Anatomy of a Phishing Email

If you use email (which, if you’re reading this, you almost certainly do), you’ve probably heard of “phishing”. You’ve most likely also received (but hopefully didn’t fall for) at least one phishing message. Phishing is an online scam, usually conducted over email but sometimes through other communication services, which involves tricking someone into giving away sensitive personal information such as passwords or credit card details. It usually works by masquerading as an email from a bank or other company with a link to a legitimate-looking online form.

The screenshot shown here is an example of an actual phishing email. There are a couple of things to notice: first of all, it says “no-reply@accounts.google.com” under From, but the actual email address is “noreplygoogle2@gmx.com.” A legitimate email would never try to disguise its origin like this. (Keep in mind that even an actual “@google.com” email address wouldn’t necessarily mean it’s legitimate, as that can be faked as well.) Another thing is the date: it indicates that the sign-in attempt took place on Friday, March 31, 2014, and not only was the email sent a day before then, but March 31, 2014 was a Monday. Not every phishing email will contain mistakes like this (in fact most probably don’t), but if nothing else, that should give away that it is clearly not a legitimate automatic email.

This message claims to be from Google, claiming that my Google account was hijacked. One thing to notice is that the email doesn’t ask me for personal information at all—it simply claims that there’s danger and provides a link to check my account. This adds credibility, as some people (rightly) treat a request for personal information as a red flag. Clicking on the link, however, would most likely take me to a Google login prompt. The hope (for the scammers) is that victims will quickly enter their login information, eager to protect their account. In actuality, they are entering their details into a fake login prompt, sending them to the scammer.

You can tell that a link is fake by putting the cursor over it. This will make the URL appear somewhere on the screen. Even if the link text is the URL, that doesn’t necessarily mean that’s actually where the link leads. Here’s an example link: http://www.google.com/. That link clearly goes to Google, right?
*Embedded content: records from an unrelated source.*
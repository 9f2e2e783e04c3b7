pub mod lenient;
pub mod loader;

use std::fmt::{Display, Formatter};
use std::str::FromStr;

use serde::{Deserialize, Serialize};
use thiserror::Error;

use crate::residents::lenient::{lenient_number, lenient_text};

/// Dwelling construction category, ordered from most to least vulnerable
/// in the housing lookup.
#[derive(Debug, Clone, Copy, Serialize, Deserialize, PartialEq, Eq, Hash, PartialOrd, Ord)]
pub enum HouseMaterial {
    Nipa,
    Mixed,
    Concrete,
    Other,
}

impl HouseMaterial {
    pub const ALL: [HouseMaterial; 4] = [
        HouseMaterial::Nipa,
        HouseMaterial::Mixed,
        HouseMaterial::Concrete,
        HouseMaterial::Other,
    ];

    pub fn as_str(&self) -> &'static str {
        match self {
            Self::Nipa => "Nipa",
            Self::Mixed => "Mixed",
            Self::Concrete => "Concrete",
            Self::Other => "Other",
        }
    }
}

impl Display for HouseMaterial {
    fn fmt(&self, f: &mut Formatter<'_>) -> std::fmt::Result {
        write!(f, "{}", self.as_str())
    }
}

#[derive(Debug, Error)]
#[error("unknown house material: {0}")]
pub struct HouseMaterialParseError(pub String);

impl FromStr for HouseMaterial {
    type Err = HouseMaterialParseError;

    fn from_str(s: &str) -> Result<Self, Self::Err> {
        let normalized = s.trim().to_ascii_lowercase();
        match normalized.as_str() {
            "nipa" => Ok(Self::Nipa),
            "mixed" => Ok(Self::Mixed),
            "concrete" => Ok(Self::Concrete),
            "other" => Ok(Self::Other),
            _ => Err(HouseMaterialParseError(s.to_string())),
        }
    }
}

#[derive(Debug, Clone, Copy, Serialize, Deserialize, PartialEq, Eq, Hash, PartialOrd, Ord)]
pub enum Terrain {
    Highland,
    Lowland,
    Coastal,
    Urban,
    Rural,
}

impl Terrain {
    pub const ALL: [Terrain; 5] = [
        Terrain::Highland,
        Terrain::Lowland,
        Terrain::Coastal,
        Terrain::Urban,
        Terrain::Rural,
    ];

    pub fn as_str(&self) -> &'static str {
        match self {
            Self::Highland => "Highland",
            Self::Lowland => "Lowland",
            Self::Coastal => "Coastal",
            Self::Urban => "Urban",
            Self::Rural => "Rural",
        }
    }
}

impl Display for Terrain {
    fn fmt(&self, f: &mut Formatter<'_>) -> std::fmt::Result {
        write!(f, "{}", self.as_str())
    }
}

#[derive(Debug, Error)]
#[error("unknown terrain: {0}")]
pub struct TerrainParseError(pub String);

impl FromStr for Terrain {
    type Err = TerrainParseError;

    fn from_str(s: &str) -> Result<Self, Self::Err> {
        let normalized = s.trim().to_ascii_lowercase();
        match normalized.as_str() {
            "highland" => Ok(Self::Highland),
            "lowland" => Ok(Self::Lowland),
            "coastal" => Ok(Self::Coastal),
            "urban" => Ok(Self::Urban),
            "rural" => Ok(Self::Rural),
            _ => Err(TerrainParseError(s.to_string())),
        }
    }
}

/// A resident row as exported by the registration database.
///
/// Every field is optional and stored as received. The accessor methods
/// resolve the scoring defaults, so a record with no fields at all still
/// scores as a single-member, zero-income household in a Rural barangay.
#[derive(Debug, Clone, Default, Serialize, Deserialize, PartialEq)]
#[serde(rename_all = "camelCase")]
pub struct ResidentRecord {
    #[serde(default, deserialize_with = "lenient_text")]
    pub name: Option<String>,
    #[serde(default, deserialize_with = "lenient_text")]
    pub barangay: Option<String>,
    #[serde(
        default,
        alias = "evacuee_history",
        deserialize_with = "lenient_number"
    )]
    pub evacuee_history: Option<f64>,
    #[serde(default, alias = "monthly_income", deserialize_with = "lenient_number")]
    pub monthly_income: Option<f64>,
    #[serde(default, alias = "family_members", deserialize_with = "lenient_number")]
    pub family_members: Option<f64>,
    #[serde(default, alias = "house_material", deserialize_with = "lenient_text")]
    pub house_material: Option<String>,
    #[serde(default, deserialize_with = "lenient_text")]
    pub terrain: Option<String>,
    #[serde(default, alias = "barangay_terrain", deserialize_with = "lenient_text")]
    pub barangay_terrain: Option<String>,
}

impl ResidentRecord {
    pub fn new(name: impl Into<String>, barangay: impl Into<String>) -> Self {
        Self {
            name: Some(name.into()),
            barangay: Some(barangay.into()),
            ..Self::default()
        }
    }

    pub fn with_evacuations(mut self, count: u32) -> Self {
        self.evacuee_history = Some(f64::from(count));
        self
    }

    pub fn with_income(mut self, income: f64) -> Self {
        self.monthly_income = Some(income);
        self
    }

    pub fn with_family_members(mut self, members: u32) -> Self {
        self.family_members = Some(f64::from(members));
        self
    }

    pub fn with_house_material(mut self, material: HouseMaterial) -> Self {
        self.house_material = Some(material.to_string());
        self
    }

    pub fn with_terrain(mut self, terrain: Terrain) -> Self {
        self.terrain = Some(terrain.to_string());
        self
    }

    /// Past evacuations; negative or missing counts resolve to 0.
    pub fn evacuations(&self) -> u32 {
        self.evacuee_history
            .filter(|v| v.is_finite() && *v > 0.0)
            .map(|v| v.trunc().min(f64::from(u32::MAX)) as u32)
            .unwrap_or(0)
    }

    pub fn income(&self) -> f64 {
        self.monthly_income
            .filter(|v| v.is_finite() && *v > 0.0)
            .unwrap_or(0.0)
    }

    /// Household size; anything below one resolves to a single member.
    pub fn household_size(&self) -> u32 {
        self.family_members
            .filter(|v| v.is_finite() && *v >= 1.0)
            .map(|v| v.trunc().min(f64::from(u32::MAX)) as u32)
            .unwrap_or(1)
    }

    pub fn material(&self) -> HouseMaterial {
        self.house_material
            .as_deref()
            .and_then(|raw| raw.parse().ok())
            .unwrap_or(HouseMaterial::Other)
    }

    /// Resident terrain, then the barangay terrain, then Rural. A terrain
    /// value that does not parse counts as absent.
    pub fn resolved_terrain(&self) -> Terrain {
        self.terrain
            .as_deref()
            .and_then(|raw| raw.parse().ok())
            .or_else(|| {
                self.barangay_terrain
                    .as_deref()
                    .and_then(|raw| raw.parse().ok())
            })
            .unwrap_or(Terrain::Rural)
    }

    pub fn matches_barangay(&self, barangay: &str) -> bool {
        self.barangay
            .as_deref()
            .map(|b| b.trim().eq_ignore_ascii_case(barangay.trim()))
            .unwrap_or(false)
    }
}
Put the cursor over the link and look for the URL that appears on the screen, probably near the bottom. As you can see, the link actually goes to Yahoo, despite its misleading text.
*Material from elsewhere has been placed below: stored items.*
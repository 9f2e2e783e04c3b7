pub mod factors;
pub mod model;
pub mod recommendations;
pub mod scorer;

use std::fmt::{Display, Formatter};

use serde::{Deserialize, Serialize};

#[derive(Debug, Clone, Copy, Serialize, Deserialize, PartialEq, Eq, Hash, PartialOrd, Ord)]
pub enum PriorityLevel {
    #[serde(rename = "Very Low")]
    VeryLow,
    Low,
    Medium,
    High,
    Critical,
}

impl PriorityLevel {
    /// Lower bounds are inclusive: 90 is Critical, 89.99 is High.
    pub fn from_score(score: f64) -> Self {
        if score >= 90.0 {
            Self::Critical
        } else if score >= 75.0 {
            Self::High
        } else if score >= 50.0 {
            Self::Medium
        } else if score >= 25.0 {
            Self::Low
        } else {
            Self::VeryLow
        }
    }

    pub fn is_high_priority(self) -> bool {
        matches!(self, Self::High | Self::Critical)
    }

    pub fn label(&self) -> &'static str {
        match self {
            Self::VeryLow => "Very Low",
            Self::Low => "Low",
            Self::Medium => "Medium",
            Self::High => "High",
            Self::Critical => "Critical",
        }
    }
}

impl Display for PriorityLevel {
    fn fmt(&self, f: &mut Formatter<'_>) -> std::fmt::Result {
        write!(f, "{}", self.label())
    }
}

#[derive(Debug, Clone, Copy, Default, Serialize, Deserialize, PartialEq)]
pub struct ScoreBreakdown {
    pub evacuation: f64,
    pub income: f64,
    pub family: f64,
    pub housing: f64,
    pub terrain: f64,
}

#[derive(Debug, Clone, Serialize, Deserialize, PartialEq)]
#[serde(rename_all = "camelCase")]
pub struct PriorityResult {
    pub total_score: f64,
    pub breakdown: ScoreBreakdown,
    pub priority_level: PriorityLevel,
    pub recommendations: Vec<String>,
}

/// A priority result paired with the identifying fields of its resident.
#[derive(Debug, Clone, Serialize, Deserialize, PartialEq)]
#[serde(rename_all = "camelCase")]
pub struct ScoredResident {
    pub name: Option<String>,
    pub barangay: Option<String>,
    #[serde(flatten)]
    pub result: PriorityResult,
}

impl ScoredResident {
    pub fn display_name(&self) -> &str {
        self.name.as_deref().unwrap_or("(unnamed)")
    }
}

pub fn round2(value: f64) -> f64 {
    (value * 100.0).round() / 100.0
}

#[cfg(test)]
mod tests {
    use super::*;

    #[test]
    fn priority_level_boundaries_are_inclusive_lower_bounds() {
        assert_eq!(PriorityLevel::from_score(100.0), PriorityLevel::Critical);
        assert_eq!(PriorityLevel::from_score(90.0), PriorityLevel::Critical);
        assert_eq!(PriorityLevel::from_score(89.99), PriorityLevel::High);
        assert_eq!(PriorityLevel::from_score(75.0), PriorityLevel::High);
        assert_eq!(PriorityLevel::from_score(74.99), PriorityLevel::Medium);
        assert_eq!(PriorityLevel::from_score(50.0), PriorityLevel::Medium);
        assert_eq!(PriorityLevel::from_score(49.99), PriorityLevel::Low);
        assert_eq!(PriorityLevel::from_score(25.0), PriorityLevel::Low);
        assert_eq!(PriorityLevel::from_score(24.99), PriorityLevel::VeryLow);
        assert_eq!(PriorityLevel::from_score(0.0), PriorityLevel::VeryLow);
    }

    #[test]
    fn very_low_serializes_with_space() {
        let json = serde_json::to_string(&PriorityLevel::VeryLow).expect("serializes");
        assert_eq!(json, "\"Very Low\"");
    }

    #[test]
    fn round2_matches_two_decimal_rounding() {
        assert_eq!(round2(68.754), 68.75);
        assert_eq!(round2(33.333_333), 33.33);
        assert_eq!(round2(0.0), 0.0);
    }
}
Now what if that was a link asking you to log in somewhere, you clicked the link without paying attention, and it led to a fake page that actually looks like the real deal? You would probably end up entering your login information and sending it to a scammer. This is how many phishing scams work. The same applies if they directly ask you for information, only with the From email address—though pretty much every large company makes it clear that they will never ask you for personal information in this way, no matter how legitimate it may look. This is one foolproof way of identifying a phishing email: look at who it’s really from, and where any links actually go. And every time you’re asked to log in somewhere after clicking a link (even on a Web page) check the address bar before you enter any information.